Novel yang Berjudul “ ISTRI YANG TERABAIKAN “ ini menceritakan kisah seorang istri yang diabaikan oleh suaminya yang ssuka marah dan tidak menghargainya sebagai istri,kisah yang membuat kita larut ke dalam alur ceritanya ini sangat patut untuk dibaca yuk simak Novel nya…cekidot 😘🥰


154 Mode Serius.


Meski jual mahal dan kabur dari Binar, tapi dada Isyana mengembang sempurna, bayi Isyana juga bergerak aktif. Sepertinya bayi Isyana memberi dukungan Daddy barunya dan ikut bahagia seperti Isyana. 


Iya setiap kali Binar menggombali Isyana, Isyana dibuat kesal tapi kemudian tersanjung. Tidak bisa dijelaskan, tapi Isyana jadi terus terngiang dan mengingat semua kata Binar. 


“Huuhhh... apa iya dia Tuan Aksa Daddynya Putri? Memang aslinya dia seperti ini? Atau dia yang berubah karena ditinggal Bu Tiara? Ah entahlah,” batin Isyana senyum- senyum sendiri berjalan menuju ke kelasnya. Tidak sadar Isyana yanh buat Binar berubah bukan Bu Tiara tapi dirinya.


**** 


Binar segera pulang menemui Ibunya. 


Di taman balkon lantai dua rumah Binar, Bu Dini duduk anggun di kursi bulat.


Di atas meja tersaji satu teko cantik teh dan dua cangkir untuk dirinya dan putraya nanti. Tidak lupa satu piring kecil scones coklat.


Di sekeliling Bu Dini terdapat beberapa tumbuhan rambat menggantung subur dan indah, peninggalan Bu Ara yang membuat suasana sejuk di taman itu. 


Bu Dini pun menikmati secangkir teh sambil menunggu Putranya. Begitu Binar turun dari mobil, Bu Dini bisa jelas melihat Putra tampanya, termasuk sedikit lebam di sudur bibir Binar.  


“Hhhh.... apa aku salah berdoa ya Tuhan? Kenaapa semakin tua, Binar malah semakin bodoh, ngapain dia berantem lawan Lana? Aku bersyukur doaku terkabul, putraku cepat move on, bahkan sangat cepat. Dia tidak terjebak dalam duka yang menyiksa. Tapi kenapa dia malah gali lubang masalah begini?” batin Bu Dini. 


**** 


“Mamah dimana, Mbak?” tanya Binar ke asisten rumah tangganya. 


“Di balkon Tuan!” 


“Ok!” jawab Binar. 


Binar pun segera naik ke balkon menuju ke ibunya. 


“Mamah mau kesini kok nggak kabar- kabar, Mah?” tanya Binar langsung.


“Hhhh...,” Bu Dini hanya menghela nafas dan meletakan cangkirnya. 

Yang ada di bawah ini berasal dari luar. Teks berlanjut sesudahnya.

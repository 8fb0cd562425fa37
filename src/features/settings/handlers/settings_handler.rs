use axum::extract::State;
use axum::Json;

use crate::core::error::Result;
use crate::core::extractor::{AppJson, ClientIp};
use crate::features::activity_logs::CreateActivityLog;
use crate::features::auth::guards::RequireAdministrator;
use crate::features::settings::dtos::{SettingsSaveResultDto, UpdateSettingsDto};
use crate::features::settings::models::Settings;
use crate::features::settings::routes::SettingsState;
use crate::shared::constants::LOG_ACTION_SETTINGS;
use crate::shared::types::ApiResponse;

/// Get current settings
#[utoipa::path(
    get,
    path = "/api/admin/settings",
    responses(
        (status = 200, description = "Current settings", body = ApiResponse<Settings>),
        (status = 401, description = "Unauthorized"),
        (status = 403, description = "Forbidden - Administrator access required")
    ),
    tag = "settings",
    security(
        ("bearer_auth" = [])
    )
)]
pub async fn get_settings(
    RequireAdministrator(_user): RequireAdministrator,
    State(state): State<SettingsState>,
) -> Result<Json<ApiResponse<Settings>>> {
    let settings = state.settings.current().await;
    Ok(Json(ApiResponse::success(Some(settings), None, None)))
}

/// Replace all settings
#[utoipa::path(
    put,
    path = "/api/admin/settings",
    request_body = UpdateSettingsDto,
    responses(
        (status = 200, description = "Settings saved", body = ApiResponse<SettingsSaveResultDto>),
        (status = 400, description = "Invalid settings"),
        (status = 401, description = "Unauthorized"),
        (status = 403, description = "Forbidden - Administrator access required")
    ),
    tag = "settings",
    security(
        ("bearer_auth" = [])
    )
)]
pub async fn update_settings(
    RequireAdministrator(user): RequireAdministrator,
    ClientIp(ip): ClientIp,
    State(state): State<SettingsState>,
    AppJson(payload): AppJson<UpdateSettingsDto>,
) -> Result<Json<ApiResponse<SettingsSaveResultDto>>> {
    let result = state.settings.save(payload).await?;

    state
        .logs
        .record(
            CreateActivityLog::new(LOG_ACTION_SETTINGS)
                .user(Some(&user))
                .ip(ip)
                .details(describe_save(&result)),
        )
        .await;

    Ok(Json(ApiResponse::success(
        Some(result),
        Some("Settings saved".to_string()),
        None,
    )))
}

/// Restore default settings
#[utoipa::path(
    post,
    path = "/api/admin/settings/reset",
    responses(
        (status = 200, description = "Settings reset", body = ApiResponse<SettingsSaveResultDto>),
        (status = 401, description = "Unauthorized"),
        (status = 403, description = "Forbidden - Administrator access required")
    ),
    tag = "settings",
    security(
        ("bearer_auth" = [])
    )
)]
pub async fn reset_settings(
    RequireAdministrator(user): RequireAdministrator,
    ClientIp(ip): ClientIp,
    State(state): State<SettingsState>,
) -> Result<Json<ApiResponse<SettingsSaveResultDto>>> {
    let result = state.settings.reset().await?;

    state
        .logs
        .record(
            CreateActivityLog::new(LOG_ACTION_SETTINGS)
                .user(Some(&user))
                .ip(ip)
                .details(format!("Settings reset to defaults. {}", describe_save(&result))),
        )
        .await;

    Ok(Json(ApiResponse::success(
        Some(result),
        Some("Settings reset to defaults".to_string()),
        None,
    )))
}

fn describe_save(result: &SettingsSaveResultDto) -> String {
    match &result.migration {
        Some(m) => format!(
            "Upload directory changed from {} to {} ({} moved, {} failed)",
            m.from, m.to, m.moved, m.failed
        ),
        None => "Settings updated".to_string(),
    }
}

“Mamah kenapa?” tanya Binar peka ibunya tampak menatapnya serius. 


“Kenapa kamu nggak dengerin kata Mamah?” tanya Bu Dini tegas dengan raut kecewa.


“Dengerin apa Mah?” tanya Binar merasa semua hal yang dia lakukan itu benar. 

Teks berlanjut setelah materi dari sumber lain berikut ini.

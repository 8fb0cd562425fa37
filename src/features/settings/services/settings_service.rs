use std::path::Path;
use std::sync::Arc;

use sqlx::PgPool;
use tokio::sync::RwLock;

use crate::core::error::{AppError, Result};
use crate::features::files::services::FileRepository;
use crate::features::settings::dtos::{
    DirectoryMigrationDto, SettingsSaveResultDto, UpdateSettingsDto,
};
use crate::features::settings::models::Settings;
use crate::modules::storage::{relocate_blobs, PrivateStorage};

/// Settings loaded once at startup and served from memory.
///
/// Writes go to the database first and replace the cached copy only on success.
pub struct SettingsService {
    pool: PgPool,
    defaults: Settings,
    cache: RwLock<Settings>,
    files: Arc<FileRepository>,
}

impl SettingsService {
    /// Load the stored blob, falling back to (and persisting) defaults.
    pub async fn load(pool: PgPool, defaults: Settings, files: Arc<FileRepository>) -> Result<Self> {
        let stored = sqlx::query_scalar::<_, serde_json::Value>(
            "SELECT value FROM app_settings WHERE id = 1",
        )
        .fetch_optional(&pool)
        .await
        .map_err(|e| {
            tracing::error!("Failed to load settings: {:?}", e);
            AppError::Database(e)
        })?;

        let settings = match stored {
            Some(value) => defaults.merged_with(value).unwrap_or_else(|e| {
                tracing::warn!("Stored settings are invalid ({}), using defaults", e);
                defaults.clone()
            }),
            None => defaults.clone(),
        };

        let service = Self::with_settings(pool, defaults, settings.clone(), files);
        service.persist(&settings).await?;

        PrivateStorage::new(&settings.upload_dir).ensure().await?;
        tracing::info!("Settings loaded (upload_dir={})", settings.upload_dir);
        Ok(service)
    }

    pub fn with_settings(
        pool: PgPool,
        defaults: Settings,
        settings: Settings,
        files: Arc<FileRepository>,
    ) -> Self {
        Self {
            pool,
            defaults,
            cache: RwLock::new(settings),
            files,
        }
    }

    pub async fn current(&self) -> Settings {
        self.cache.read().await.clone()
    }

    pub async fn storage(&self) -> PrivateStorage {
        PrivateStorage::new(&self.cache.read().await.upload_dir)
    }

    /// Replace the whole blob. Moves existing blobs when the upload directory changes.
    pub async fn save(&self, dto: UpdateSettingsDto) -> Result<SettingsSaveResultDto> {
        let next = dto.into_settings()?;
        self.apply(next).await
    }

    pub async fn reset(&self) -> Result<SettingsSaveResultDto> {
        self.apply(self.defaults.clone()).await
    }

    async fn apply(&self, next: Settings) -> Result<SettingsSaveResultDto> {
        let mut cache = self.cache.write().await;

        // The new directory must be usable before anything is committed
        PrivateStorage::new(&next.upload_dir).ensure().await?;
        self.persist(&next).await?;

        let previous_dir = std::mem::replace(&mut *cache, next.clone()).upload_dir;
        let migration = if previous_dir != next.upload_dir {
            Some(self.migrate_directory(&previous_dir, &next.upload_dir).await?)
        } else {
            None
        };

        tracing::info!("Settings saved");
        Ok(SettingsSaveResultDto {
            settings: next,
            migration,
        })
    }

    async fn migrate_directory(&self, from: &str, to: &str) -> Result<DirectoryMigrationDto> {
        let target = PrivateStorage::new(to);
        let report = relocate_blobs(Path::new(from), &target).await?;

        for (old_path, new_path) in &report.moved {
            self.files
                .update_path(&old_path.to_string_lossy(), &new_path.to_string_lossy())
                .await?;
        }

        tracing::info!(
            "Upload directory changed {} -> {}: moved={}, failed={}",
            from,
            to,
            report.moved.len(),
            report.failed.len()
        );

        Ok(DirectoryMigrationDto {
            from: from.to_string(),
            to: to.to_string(),
            moved: report.moved.len(),
            failed: report.failed.len(),
        })
    }

    async fn persist(&self, settings: &Settings) -> Result<()> {
        let value = serde_json::to_value(settings)
            .map_err(|e| AppError::Internal(format!("Failed to serialize settings: {}", e)))?;

        sqlx::query(
            r#"
            INSERT INTO app_settings (id, value, updated_at)
            VALUES (1, $1, NOW())
            ON CONFLICT (id) DO UPDATE SET value = EXCLUDED.value, updated_at = NOW()
            "#,
        )
        .bind(value)
        .execute(&self.pool)
        .await
        .map_err(|e| {
            tracing::error!("Failed to save settings: {:?}", e);
            AppError::Database(e)
        })?;
        Ok(())
    }
}

#[cfg(test)]
impl SettingsService {
    /// In-memory service over a pool that never connects
    pub fn for_tests(settings: Settings) -> Arc<Self> {
        let pool = crate::core::database::lazy_test_pool();
        let files = Arc::new(FileRepository::new(pool.clone(), true));
        Arc::new(Self::with_settings(
            pool,
            settings.clone(),
            settings,
            files,
        ))
    }
}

“Dulu yang bilang Isyana tinggal di rumah ini bakal undang masalah siapa? Yang bilang Isyana hamil itu bisa bikin masalah siapa?” tanya Bu Dini langsung menohok ke Binar. 


Ya Binar yang dulu anti Isyana. Jelek- jelekin Isyana dan ingin Isyana tidak hadir di tengah mereka.

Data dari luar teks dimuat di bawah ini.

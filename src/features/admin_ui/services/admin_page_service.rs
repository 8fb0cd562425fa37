use std::sync::Arc;

use minijinja::context;
use serde::Serialize;

use crate::core::error::Result;
use crate::features::activity_logs::dtos::LogQuery;
use crate::features::activity_logs::models::ActivityLog;
use crate::features::activity_logs::ActivityLogService;
use crate::features::auth::model::AuthenticatedUser;
use crate::features::files::dtos::SecureFileDto;
use crate::features::files::FileService;
use crate::features::settings::models::EnabledForms;
use crate::features::settings::{Settings, SettingsService};
use crate::shared::constants::{
    LOG_ACTION_CLEANUP, LOG_ACTION_DOWNLOAD, LOG_ACTION_ERROR, LOG_ACTION_SECURITY,
    LOG_ACTION_SETTINGS, LOG_ACTION_UPLOAD,
};
use crate::shared::templates::render_template;
use crate::shared::types::{PaginationQuery, TimeUnit};

const DISPLAY_TIME_FORMAT: &str = "%Y-%m-%d %H:%M:%S";

const EXTENSION_CATEGORIES: &[(&str, &[&str], bool)] = &[
    ("Images", &["jpg", "jpeg", "png", "gif", "bmp"], false),
    (
        "Documents",
        &[
            "pdf", "doc", "docx", "xls", "xlsx", "ppt", "pptx", "pps", "txt", "rtf", "csv", "odt",
            "ods", "odp", "odg", "odc", "odb", "odf", "mdb",
        ],
        false,
    ),
    ("Archives", &["zip", "rar", "7z", "gz", "gzip"], false),
    (
        "Audio",
        &["mp3", "wav", "ogg", "oga", "m4a", "wma", "mka", "ra", "mid", "midi"],
        false,
    ),
    (
        "Video",
        &["mp4", "m4v", "avi", "divx", "mov", "flv", "ogv", "mkv", "mpg", "mpeg", "mpe"],
        false,
    ),
    ("Executable", &["exe"], true),
];

const LOG_ACTIONS: &[&str] = &[
    LOG_ACTION_UPLOAD,
    LOG_ACTION_DOWNLOAD,
    LOG_ACTION_CLEANUP,
    LOG_ACTION_ERROR,
    LOG_ACTION_SECURITY,
    LOG_ACTION_SETTINGS,
];

#[derive(Debug, Serialize)]
struct ExtensionCategory {
    name: &'static str,
    extensions: Vec<String>,
    risky: bool,
}

#[derive(Debug, Serialize)]
struct PageInfo {
    current: i64,
    total: i64,
    total_pages: i64,
    /// Query string carried over to the previous/next links, starting with `&`
    extra_query: String,
}

impl PageInfo {
    fn new(total: i64, query: &PaginationQuery, extra_query: String) -> Self {
        let limit = query.limit();
        Self {
            current: query.page.max(1),
            total,
            total_pages: (total + limit - 1) / limit,
            extra_query,
        }
    }
}

#[derive(Debug, Serialize)]
struct FileRow {
    filename: String,
    original_name: String,
    size: String,
    mime_type: String,
    uploader: String,
    entry: String,
    uploaded_at: String,
    download_url: String,
    expires_at: Option<String>,
}

impl From<&SecureFileDto> for FileRow {
    fn from(file: &SecureFileDto) -> Self {
        let entry = match (file.form_id, file.submission_id) {
            (Some(form), Some(submission)) => format!("{} / {}", form, submission),
            (None, Some(submission)) => submission.to_string(),
            _ => "-".to_string(),
        };
        Self {
            filename: file.filename.clone(),
            original_name: file.original_name.clone(),
            size: human_size(file.file_size),
            mime_type: file.mime_type.clone(),
            uploader: file
                .upload_user_login
                .clone()
                .unwrap_or_else(|| "-".to_string()),
            entry,
            uploaded_at: file.upload_time.format(DISPLAY_TIME_FORMAT).to_string(),
            download_url: file.link.url.clone(),
            expires_at: file
                .link
                .link_expires_at
                .map(|t| t.format(DISPLAY_TIME_FORMAT).to_string()),
        }
    }
}

#[derive(Debug, Serialize)]
struct LogRow {
    time: String,
    action: String,
    file: String,
    user_login: String,
    ip: String,
    details: String,
}

impl From<&ActivityLog> for LogRow {
    fn from(log: &ActivityLog) -> Self {
        Self {
            time: log.time.format(DISPLAY_TIME_FORMAT).to_string(),
            action: log.action.clone(),
            file: log.file.clone().unwrap_or_default(),
            user_login: log.user_login.clone().unwrap_or_default(),
            ip: log.ip.clone().unwrap_or_default(),
            details: log.details.clone().unwrap_or_default(),
        }
    }
}

/// Server-rendered administration pages
pub struct AdminPageService {
    settings: Arc<SettingsService>,
    files: Arc<FileService>,
    logs: Arc<ActivityLogService>,
    default_upload_dir: String,
    public_base_url: String,
}

impl AdminPageService {
    pub fn new(
        settings: Arc<SettingsService>,
        files: Arc<FileService>,
        logs: Arc<ActivityLogService>,
        default_upload_dir: impl Into<String>,
        public_base_url: impl Into<String>,
    ) -> Self {
        Self {
            settings,
            files,
            logs,
            default_upload_dir: default_upload_dir.into(),
            public_base_url: public_base_url.into(),
        }
    }

    pub async fn settings_page(&self) -> Result<String> {
        let settings = self.settings.current().await;
        render_settings(&settings, &self.default_upload_dir)
    }

    pub async fn files_page(
        &self,
        user: &AuthenticatedUser,
        query: &PaginationQuery,
    ) -> Result<String> {
        let (files, total) = self.files.list_files(user, query).await?;
        render_files(&files, total, query)
    }

    pub async fn logs_page(&self, query: &LogQuery) -> Result<String> {
        let pagination = query.pagination();
        let (entries, total) = self
            .logs
            .list(query.action_filter(), pagination.offset(), pagination.limit())
            .await?;
        render_logs(&entries, total, query)
    }

    pub async fn instructions_page(&self) -> Result<String> {
        let settings = self.settings.current().await;
        render_instructions(&self.public_base_url, &settings.allowed_roles)
    }
}

pub fn render_settings(settings: &Settings, default_upload_dir: &str) -> Result<String> {
    let mut categories: Vec<ExtensionCategory> = EXTENSION_CATEGORIES
        .iter()
        .map(|&(name, extensions, risky)| ExtensionCategory {
            name,
            extensions: extensions.iter().map(|e| e.to_string()).collect(),
            risky,
        })
        .collect();

    // Extensions saved by hand that no category lists
    let other: Vec<String> = settings
        .allowed_extensions
        .iter()
        .filter(|ext| {
            !EXTENSION_CATEGORIES
                .iter()
                .any(|(_, known, _)| known.contains(&ext.as_str()))
        })
        .cloned()
        .collect();
    if !other.is_empty() {
        categories.push(ExtensionCategory {
            name: "Other",
            extensions: other,
            risky: false,
        });
    }

    let enabled_forms = match &settings.enabled_forms {
        EnabledForms::All(_) => "all".to_string(),
        EnabledForms::Only(ids) => ids
            .iter()
            .map(|id| id.to_string())
            .collect::<Vec<_>>()
            .join(", "),
    };

    Ok(render_template(
        "admin/settings.html.jinja",
        context! {
            title => "Settings",
            active => "settings",
            settings => settings,
            default_upload_dir => default_upload_dir,
            extension_categories => categories,
            units => [TimeUnit::Minutes, TimeUnit::Hours, TimeUnit::Days],
            enabled_forms => enabled_forms,
        },
    )?)
}

fn render_files(files: &[SecureFileDto], total: i64, query: &PaginationQuery) -> Result<String> {
    let rows: Vec<FileRow> = files.iter().map(FileRow::from).collect();
    let page = PageInfo::new(total, query, format!("&page_size={}", query.limit()));

    Ok(render_template(
        "admin/files.html.jinja",
        context! {
            title => "Uploaded Files",
            active => "files",
            files => rows,
            page => page,
        },
    )?)
}

fn render_logs(entries: &[ActivityLog], total: i64, query: &LogQuery) -> Result<String> {
    let rows: Vec<LogRow> = entries.iter().map(LogRow::from).collect();
    let action = query.action_filter();
    let action_query = action
        .map(|a| format!("action={}", urlencoding::encode(a)))
        .unwrap_or_default();

    let pagination = query.pagination();
    let mut extra_query = format!("&page_size={}", pagination.limit());
    if !action_query.is_empty() {
        extra_query.push('&');
        extra_query.push_str(&action_query);
    }
    let export_url = if action_query.is_empty() {
        "/api/admin/logs/export".to_string()
    } else {
        format!("/api/admin/logs/export?{}", action_query)
    };

    Ok(render_template(
        "admin/logs.html.jinja",
        context! {
            title => "Activity Logs",
            active => "logs",
            logs => rows,
            actions => LOG_ACTIONS,
            action => action,
            export_url => export_url,
            page => PageInfo::new(total, &pagination, extra_query),
        },
    )?)
}

fn render_instructions(base_url: &str, allowed_roles: &[String]) -> Result<String> {
    Ok(render_template(
        "admin/instructions.html.jinja",
        context! {
            title => "Instructions",
            active => "instructions",
            base_url => base_url.trim_end_matches('/'),
            allowed_roles => allowed_roles,
        },
    )?)
}

/// Byte count in the largest binary unit that keeps the value at or above 1.
pub fn human_size(bytes: i64) -> String {
    const UNITS: &[&str] = &["B", "KB", "MB", "GB", "TB"];
    let mut value = bytes.max(0) as f64;
    let mut unit = 0;
    while value >= 1024.0 && unit < UNITS.len() - 1 {
        value /= 1024.0;
        unit += 1;
    }
    if unit == 0 {
        format!("{} {}", bytes.max(0), UNITS[0])
    } else {
        format!("{:.1} {}", value, UNITS[unit])
    }
}

#[cfg(test)]
mod tests {
    use super::*;
    use crate::features::downloads::dtos::DownloadLinkDto;
    use crate::features::files::models::CipherMode;
    use chrono::{TimeZone, Utc};

    fn file_dto() -> SecureFileDto {
        SecureFileDto {
            id: 1,
            filename: "0f1e2d3c4b5a69788796a5b4c3d2e1f0_1700000000.php".to_string(),
            original_name: "<b>cv</b>.pdf".to_string(),
            mime_type: "application/pdf".to_string(),
            file_size: 1536,
            upload_user_login: Some("alice".to_string()),
            form_id: Some(3),
            submission_id: Some(99),
            cipher_mode: CipherMode::Cbc,
            upload_time: Utc.with_ymd_and_hms(2025, 1, 2, 3, 4, 5).unwrap(),
            link: DownloadLinkDto {
                file: "0f1e2d3c4b5a69788796a5b4c3d2e1f0_1700000000.php".to_string(),
                token: "abcd".to_string(),
                url: "https://forms.example.org/download?file=x&token=abcd".to_string(),
                reference_url: None,
                token_valid_until: Utc::now(),
                link_expires_at: None,
            },
        }
    }

    #[test]
    fn test_human_size() {
        assert_eq!(human_size(512), "512 B");
        assert_eq!(human_size(1536), "1.5 KB");
        assert_eq!(human_size(5 * 1024 * 1024), "5.0 MB");
        assert_eq!(human_size(-1), "0 B");
    }

    #[test]
    fn test_settings_page_marks_allowed_extensions() {
        let mut settings = Settings::defaults("/srv/secure");
        settings.allowed_extensions = vec!["pdf".to_string(), "heic".to_string()];
        settings.enabled_forms = EnabledForms::Only(vec![3, 7]);

        let html = render_settings(&settings, "/srv/secure").unwrap();

        assert!(html.contains(r#"value="pdf""#));
        assert!(html.contains("heic"));
        assert!(html.contains(r#"value="3, 7""#));
        assert!(html.contains("risk of malicious uploads"));
    }

    #[test]
    fn test_files_page_escapes_and_links() {
        let query = PaginationQuery::default();
        let html = render_files(&[file_dto()], 1, &query).unwrap();

        assert!(html.contains("&lt;b&gt;cv&lt;"));
        assert!(html.contains("1.5 KB"));
        // Autoescape encodes the separator slash
        assert!(html.contains("3 &#x2f; 99"));
        assert!(html.contains("2025-01-02 03:04:05"));
        assert!(html.contains("file=x&amp;token=abcd"));
    }

    #[test]
    fn test_empty_files_page() {
        let html = render_files(&[], 0, &PaginationQuery::default()).unwrap();
        assert!(html.contains("No files have been uploaded yet."));
    }

    #[test]
    fn test_logs_page_keeps_filter_in_export_link() {
        let query = LogQuery {
            action: Some("security".to_string()),
            page: Some(2),
            page_size: Some(1),
        };
        let entry = ActivityLog {
            id: 1,
            action: "security".to_string(),
            file: None,
            user_id: None,
            user_login: None,
            ip: Some("10.0.0.1".to_string()),
            time: Utc.with_ymd_and_hms(2025, 1, 2, 3, 4, 5).unwrap(),
            details: Some("Invalid token".to_string()),
        };

        let html = render_logs(&[entry], 3, &query).unwrap();

        assert!(html.contains("export?action=security"));
        assert!(html.contains("Page 2 of 3"));
        assert!(html.contains("Invalid token"));
    }

    #[test]
    fn test_instructions_page_uses_base_url() {
        let html = render_instructions(
            "https://forms.example.org/",
            &["administrator".to_string(), "editor".to_string()],
        )
        .unwrap();
        assert!(html.contains("forms.example.org"));
        assert!(html.contains("intercept"));
        assert!(html.contains("administrator, editor"));
    }
}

Binar menelan ludahnya malu, rasanya seperti sedang dikuliti ibu kandungnya sendiri. 


“Kenapa bahas masalalu sih, yang udah ya udah sih Mah! Maaf!” jawab Binar dengan wajah kusutnya dan keningnya mengkerut. 


“Kamu habis menemuinya dan bersamanya kan?” 


“Ehm... ya emang kenapa? Bukanya mamah seneng Binar sama Isyana?” jawab Binar lagi. 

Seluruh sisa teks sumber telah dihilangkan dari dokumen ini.